Nepali Prime Minister Pushpa Kamal Dahal said, “I am deeply saddened by the sad and tragic accident.”
“I sincerely request the security personnel, all agencies of the Government of Nepal and the public to start effective rescue operations,” Dahl said on Twitter.
The government has declared Monday a public holiday to mourn the victims, the Prime Minister’s spokesman said.
Indian Prime Minister Narendra Modi and the Russian President both offered their condolences, as did the Australian ambassador to Nepal.
Nepal’s Eti Airlines has announced that it will cancel all scheduled flights on Monday, January 16, to mourn the victims of the plane crash.

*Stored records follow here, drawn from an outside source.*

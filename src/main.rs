//! Recstat - frequency, statistics and filter reports over JSON records
//!
//! A CLI tool that loads a JSON array of flat records from a file or URL,
//! ranks and summarizes chosen fields, filters records by date range and
//! field equality, and writes an aligned text report and a comma-delimited
//! report.
//!
//! Exit codes:
//!   0 - Success
//!   1 - Runtime error (bad arguments, unreadable or invalid config, unavailable source, write failure)

mod analysis;
mod cli;
mod config;
mod models;
mod pipeline;
mod report;
mod source;

use anyhow::{Context, Result};
use chrono::Local;
use cli::Args;
use config::{Config, CONFIG_FILE_NAME};
use source::{LoadOptions, RecordSource};
use std::path::PathBuf;
use tracing::{debug, error, info, warn};
use tracing_subscriber::FmtSubscriber;

#[tokio::main]
async fn main() -> Result<()> {
    // Parse command-line arguments
    let args = Args::parse_args();

    // Validate arguments
    if let Err(e) = args.validate() {
        eprintln!("Error: {}", e);
        std::process::exit(1);
    }

    // Handle --init-config early (no logging needed)
    if args.init_config {
        return handle_init_config();
    }

    // Load configuration before logging so [general] verbose can apply
    let (config, config_path) = match load_config(&args) {
        Ok(loaded) => loaded,
        Err(e) => {
            eprintln!("\n❌ Error: {:#}", e);
            std::process::exit(1);
        }
    };

    // Initialize logging
    init_logging(&args, &config);

    info!("Recstat v{}", env!("CARGO_PKG_VERSION"));
    debug!("Arguments: {:?}", args);
    match config_path {
        Some(path) => info!("Loaded config from: {}", path.display()),
        None => debug!("No config file found, using defaults"),
    }

    match run(args, config).await {
        Ok(exit_code) => {
            std::process::exit(exit_code);
        }
        Err(e) => {
            error!("Run failed: {:#}", e);
            eprintln!("\n❌ Error: {:#}", e);
            std::process::exit(1);
        }
    }
}

/// Handle --init-config: generate a default .recstat.toml.
fn handle_init_config() -> Result<()> {
    let path = std::path::Path::new(CONFIG_FILE_NAME);

    if path.exists() {
        eprintln!(
            "⚠️  {} already exists. Remove it first or edit it manually.",
            CONFIG_FILE_NAME
        );
        std::process::exit(1);
    }

    let content = Config::default_toml();
    std::fs::write(path, &content).with_context(|| format!("Failed to write {}", CONFIG_FILE_NAME))?;

    println!("✅ Created {} with default settings.", CONFIG_FILE_NAME);
    println!("   Edit it to choose the source, fields, filter and report layout.");
    Ok(())
}

/// Initialize logging based on verbosity settings.
fn init_logging(args: &Args, config: &Config) {
    let level = args.log_level(config.general.verbose);

    let subscriber = FmtSubscriber::builder()
        .with_max_level(level)
        .with_writer(std::io::stderr)
        .with_target(false)
        .with_thread_ids(false)
        .with_file(false)
        .with_line_number(false)
        .compact()
        .finish();

    if let Err(e) = tracing::subscriber::set_global_default(subscriber) {
        eprintln!("Failed to set tracing subscriber: {}", e);
    }
}

/// Load, analyze and report. Returns the exit code.
async fn run(args: Args, mut config: Config) -> Result<i32> {
    config.merge_with_args(&args);
    config.validate()?;

    let location = config.source.location.as_deref().unwrap_or_default();
    let record_source = RecordSource::parse(location);
    let load_options = LoadOptions {
        show_progress: !args.quiet,
        ..LoadOptions::from(&config.source)
    };

    // Step 1: Get the records. Without them there is nothing to report.
    let records = match source::load_records(&record_source, &load_options).await {
        Ok(records) => records,
        Err(e) => {
            error!("Failed to load records from {}: {}", record_source, e);
            eprintln!("\n❌ Failed to load JSON data from: {}", record_source);
            eprintln!("   Reason: {}", e);
            eprintln!("   Please check the path, your internet connection or the URL and try again.");
            return Ok(1);
        }
    };

    if records.is_empty() {
        warn!("{} contains no records", record_source);
    }

    // Step 2: Analyze
    let today = args.today.unwrap_or_else(|| Local::now().date_naive());
    let analysis = pipeline::analyze(&records, &config.analysis, today);

    for diagnostic in &analysis.diagnostics {
        warn!("Skipped {}", diagnostic);
    }

    // Step 3: Render and save
    let rendered = report::render_reports(&analysis.report, &config.report)?;
    report::save_reports(&rendered)?;

    if !args.quiet {
        println!("📊 Analyzed {} records from {}", records.len(), record_source);
        for output in &rendered {
            println!("   Report saved to: {}", output.path.display());
        }
    }

    Ok(0)
}

/// Load configuration from file or use defaults.
///
/// Returns the config and the file it came from. A config file that exists
/// but cannot be read or parsed is an error.
fn load_config(args: &Args) -> Result<(Config, Option<PathBuf>)> {
    // Try explicit config path
    if let Some(ref config_path) = args.config {
        return Ok((Config::load(config_path)?, Some(config_path.clone())));
    }

    // Try default location
    match Config::load_default()? {
        Some(config) => Ok((config, Some(PathBuf::from(CONFIG_FILE_NAME)))),
        None => Ok((Config::default(), None)),
    }
}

The Himalayan country of Nepal is home to eight of the world’s 14 highest mountains, including Everest. There is a record of plane crashes. Its weather can change suddenly and airstrips are usually located in difficult-to-reach mountainous areas.
Last May, A Tara Air flight with 22 people on board It crashed into the Himalayas at an altitude of about 14,500 feet. It says it is the country’s 19th plane crash in 10 years and its 10th fatality in the same period. Aviation Safety Network database.
The plane involved in Sunday’s crash was an ATR 72-500, a twin-prop turbojet often used in the Asia-Pacific region, particularly by low-cost carriers. The aircraft, manufactured by ATR as a joint venture partner of European aerospace giants Airbus and Leonardo, Usually has a good name.
However, they have been involved in accidents before. Two ATR 72s operated by now-defunct Taiwanese airline Transasia crashed. July 2014 And February 2015. The second prompted Taiwanese authorities to temporarily ground all ATR 72s registered on the island.
In total, various models of ATR 72 were involved in 11 fatal incidents before Sunday’s crash in Nepal. According to the Aviation Safety Network.
ATR informed about the accident in a statement on Sunday.
“Our first thoughts are with all those affected,” the statement said. “ATR specialists are fully engaged in supporting both the investigation and the client.”